Implantat zur Regeneration von Meniskusgewebe: Ein neuartiges Meniskusimplantat wirkt als Leitschiene für die Regeneration: Die spezielle Struktur fördert die Bildung von neuem Knorpelersatzgewebe und wird von diesem durchwachsen.
CT-freies Navigationssystem in der Knieendoprothetik: Ein CT-freies Navigationssystem, das im routinemäßigen Einsatz den Operateur durch selbstständiges Anzeigen der optimalen Implantatposition unterstützt.
Behandlung von Arthritis mittels Apherese: Bei einer neuen Behandlungsmethode der mäßigen bis schweren rheumatoiden Arthritis bei Erwachsenen wird dem Patienten fortlaufend Blut aus einer Armvene entnommen und in Blutzellen und Blutflüssigkeit (Plasma) getrennt. Das Plasma wird anschließend über eine spezielle Säule geleitet, die Antikörper und Immunkomplexe aus dem Plasma entfernt. Danach wird das Plasma mit den Blutzellen wieder vereinigt und dem Patienten über eine Vene des anderen Armes zurückgegeben.
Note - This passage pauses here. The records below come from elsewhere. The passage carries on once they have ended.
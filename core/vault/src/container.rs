//! Container file format.
//!
//! A container is `[salt: 25 bytes][token: 0..N bytes]`. The salt is written
//! once when the container is born and never changes; an empty token region
//! marks a container that has not been sealed with data yet.

use std::fs;
use std::io::{ErrorKind, Read, Write};
use std::path::{Path, PathBuf};
use tempfile::NamedTempFile;
use tracing::{debug, info};

use crate::config::VaultOptions;
use crate::lock::AdvisoryLock;
use gmanvault_common::{Error, Result};
use gmanvault_crypto::{Salt, SALT_LENGTH};

/// Handle on a container file and its persisted salt.
#[derive(Debug, Clone)]
pub struct Container {
    path: PathBuf,
    salt: Salt,
}

/// Summary of a container on disk.
#[derive(Debug, Clone, PartialEq, Eq)]
pub struct ContainerInfo {
    /// Total file size in bytes.
    pub size: u64,
    /// Whether the token region is empty.
    pub fresh: bool,
    /// Identity recorded in the lock record, if locked.
    pub lock_holder: Option<String>,
}

impl Container {
    /// Open the container at `path`, creating it with a new salt if it does
    /// not exist yet.
    ///
    /// Returns the container and whether this call created it. A new
    /// container is staged in a temporary sibling and linked into place
    /// only if `path` is still free, so a concurrent opener never sees a
    /// partially written header.
    pub fn open_or_create(path: impl AsRef<Path>) -> Result<(Self, bool)> {
        let path = path.as_ref().to_path_buf();

        let salt = Salt::generate();
        let mut tmp = NamedTempFile::new_in(parent_dir(&path))?;
        tmp.write_all(salt.as_bytes())?;
        tmp.as_file().sync_all()?;

        match tmp.persist_noclobber(&path) {
            Ok(_) => {
                info!(path = %path.display(), "Created new container");
                Ok((Self { path, salt }, true))
            }
            Err(e) if e.error.kind() == ErrorKind::AlreadyExists => {
                Ok((Self::open(path)?, false))
            }
            Err(e) => Err(Error::Io(e.error)),
        }
    }

    /// Open an existing container, reading its salt.
    ///
    /// # Errors
    /// - `Error::Io` if the file cannot be read
    /// - `Error::InvalidInput` if the file is shorter than the salt
    pub fn open(path: impl AsRef<Path>) -> Result<Self> {
        let path = path.as_ref().to_path_buf();
        let mut header = Vec::with_capacity(SALT_LENGTH);
        fs::File::open(&path)?
            .take(SALT_LENGTH as u64)
            .read_to_end(&mut header)?;
        let salt = Salt::from_prefix(&header)?;
        debug!(path = %path.display(), "Opened container");
        Ok(Self { path, salt })
    }

    /// Container file path.
    pub fn path(&self) -> &Path {
        &self.path
    }

    /// Persisted salt.
    pub fn salt(&self) -> &Salt {
        &self.salt
    }

    /// Read the token region (everything after the salt).
    pub fn read_token(&self) -> Result<Vec<u8>> {
        let data = fs::read(&self.path)?;
        let salt = Salt::from_prefix(&data)?;
        if salt != self.salt {
            return Err(Error::InvalidInput(format!(
                "Container salt changed on disk: {}",
                self.path.display()
            )));
        }
        Ok(data[SALT_LENGTH..].to_vec())
    }

    /// Replace the container contents with `[salt][token]`.
    ///
    /// The new contents are written to a temporary sibling and renamed over
    /// the container, so a crash leaves either the old or the new version.
    pub fn write_token(&self, token: &[u8]) -> Result<()> {
        let mut tmp = NamedTempFile::new_in(parent_dir(&self.path))?;
        tmp.write_all(self.salt.as_bytes())?;
        tmp.write_all(token)?;
        tmp.as_file().sync_all()?;
        tmp.persist(&self.path).map_err(|e| Error::Io(e.error))?;

        debug!(path = %self.path.display(), bytes = token.len(), "Container rewritten");
        Ok(())
    }

    /// Remove a container that was never sealed.
    ///
    /// Only a file still holding nothing but this container's salt is
    /// removed; anything else is left alone.
    pub fn discard(self) -> Result<()> {
        let data = match fs::read(&self.path) {
            Ok(data) => data,
            Err(e) if e.kind() == ErrorKind::NotFound => return Ok(()),
            Err(e) => return Err(Error::Io(e)),
        };
        if data != self.salt.as_bytes() {
            return Err(Error::InvalidState(format!(
                "Container is no longer fresh, keeping it: {}",
                self.path.display()
            )));
        }

        fs::remove_file(&self.path)?;
        debug!(path = %self.path.display(), "Discarded fresh container");
        Ok(())
    }

    /// Describe the container at `path` without opening a session.
    pub fn inspect(path: impl AsRef<Path>, options: &VaultOptions) -> Result<ContainerInfo> {
        let path = path.as_ref();
        let metadata = match fs::metadata(path) {
            Ok(m) => m,
            Err(e) if e.kind() == ErrorKind::NotFound => {
                return Err(Error::NotFound(format!(
                    "Container not found: {}",
                    path.display()
                )))
            }
            Err(e) => return Err(Error::Io(e)),
        };
        if metadata.len() < SALT_LENGTH as u64 {
            return Err(Error::InvalidInput(format!(
                "Not a container, too short: {}",
                path.display()
            )));
        }

        let lock_holder = AdvisoryLock::new(options.lock_path(path)).holder()?;

        Ok(ContainerInfo {
            size: metadata.len(),
            fresh: metadata.len() == SALT_LENGTH as u64,
            lock_holder,
        })
    }
}

fn parent_dir(path: &Path) -> &Path {
    match path.parent() {
        Some(p) if !p.as_os_str().is_empty() => p,
        _ => Path::new("."),
    }
}
//! Private scratch directory holding the decrypted payload.

use std::fs::{self, OpenOptions};
use std::io::{ErrorKind, Write};
use std::path::{Path, PathBuf};
use tempfile::TempDir;
use tracing::debug;
use zeroize::Zeroizing;

use crate::config::VaultOptions;
use gmanvault_common::{Error, Identity, Result};

/// Scratch directory owned by one open session.
///
/// The directory name is random, so two workspaces never collide even for
/// the same identity. Only the payload file name is deterministic.
#[derive(Debug)]
pub struct Workspace {
    dir: TempDir,
    payload: PathBuf,
}

impl Workspace {
    /// Allocate a fresh scratch directory for `identity`.
    pub fn create(options: &VaultOptions, identity: &Identity) -> Result<Self> {
        let mut builder = tempfile::Builder::new();
        builder.suffix(&options.workspace_suffix);
        let dir = match &options.workspace_root {
            Some(root) => builder.tempdir_in(root)?,
            None => builder.tempdir()?,
        };
        restrict_dir(dir.path())?;

        let payload = dir.path().join(options.payload_file_name(identity));
        debug!(dir = %dir.path().display(), "Workspace created");

        Ok(Self { dir, payload })
    }

    /// Scratch directory path.
    pub fn dir(&self) -> &Path {
        self.dir.path()
    }

    /// Path of the plaintext payload file.
    pub fn payload_path(&self) -> &Path {
        &self.payload
    }

    /// Write the plaintext payload, readable by the owner only.
    pub fn write_payload(&self, data: &[u8]) -> Result<()> {
        let mut options = OpenOptions::new();
        options.write(true).create(true).truncate(true);
        #[cfg(unix)]
        {
            use std::os::unix::fs::OpenOptionsExt;
            options.mode(0o600);
        }
        let mut file = options.open(&self.payload)?;
        file.write_all(data)?;
        file.sync_all()?;
        Ok(())
    }

    /// Read the plaintext payload. A payload that was never written reads
    /// as empty.
    pub fn read_payload(&self) -> Result<Zeroizing<Vec<u8>>> {
        match fs::read(&self.payload) {
            Ok(data) => Ok(Zeroizing::new(data)),
            Err(e) if e.kind() == ErrorKind::NotFound => Ok(Zeroizing::new(Vec::new())),
            Err(e) => Err(Error::Io(e)),
        }
    }

    /// Remove the directory and everything in it.
    pub fn destroy(self) -> Result<()> {
        let path = self.dir.path().to_path_buf();
        self.dir.close()?;
        debug!(dir = %path.display(), "Workspace destroyed");
        Ok(())
    }
}

#[cfg(unix)]
fn restrict_dir(path: &Path) -> Result<()> {
    use std::os::unix::fs::PermissionsExt;
    fs::set_permissions(path, fs::Permissions::from_mode(0o700))?;
    Ok(())
}

#[cfg(not(unix))]
fn restrict_dir(_path: &Path) -> Result<()> {
    Ok(())
}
Antikörper zur Reinigung von Stammzelltransplantaten bei Brustkrebspatientinnen: Mit einem neuen Verfahren werden Stammzelltransplantate von Brustkrebspatientinnen, die eine Hochdosis-Chemotherapie erhalten, von Tumorzellen gereinigt. Diese neue Antitumor-Strategie verringert die Wahrscheinlichkeit, dass vereinzelte Tumorzellen nach der Hochdosis-Chemotherapie wieder in den Körper gelangen.
Antimikrobiell beschichteter Zentralvenenkatheter: Eine neuartige antimikrobielle Beschichtung eines Katheters sorgt dafür, dass Bakterien und Pilze abgetötet werden, und leistet damit einen wesentlichen Beitrag zur Vermeidung von Infektionen.
Neuer steriler Hautschutzfilm: Ein atmungsaktiver Schutzfilm bietet Schutz bei Stoma, bei fragiler, pergamentöser Haut sowie bei Hautreizungen durch Inkontinenz und bei empfindlichen Wundrändern. Speziell für den Einsatz unter Klebstoffen entwickelt, hilft er, Hautirritationen, wie sie bei der Verwendung von Pflastern oder Verbänden auftreten könnnen, zu vermeiden. Der dehnbare Hautschutzfilm ist bis zu 72 Stunden wirksam und muss vor der neuerlichen Anwendung nicht entfernt werden.